§ What is expected: Run through the records and show each line that includes the string "const".

§ Records shown:
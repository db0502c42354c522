//! Page Bootstrap Selectors
//!
//! What the page bootstrap looks for: elements that want a tooltip or
//! popover, and the navigation link matching the current location.

pub const TOOLTIP_SELECTOR: &str = r#"[data-bs-toggle="tooltip"]"#;
pub const POPOVER_SELECTOR: &str = r#"[data-bs-toggle="popover"]"#;
pub const NAV_LINK_SELECTOR: &str = ".nav-link";
pub const ACTIVE_CLASS: &str = "active";

/// A nav link is active when its `href` attribute equals the current path
pub fn is_active_link(href: Option<&str>, current_path: &str) -> bool {
    href == Some(current_path)
}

§ Answer to the problem:
pub const TOOLTIP_SELECTOR: &str = r#"[data-bs-toggle="tooltip"]"#;
pub const POPOVER_SELECTOR: &str = r#"[data-bs-toggle="popover"]"#;
pub const NAV_LINK_SELECTOR: &str = ".nav-link";
pub const ACTIVE_CLASS: &str = "active";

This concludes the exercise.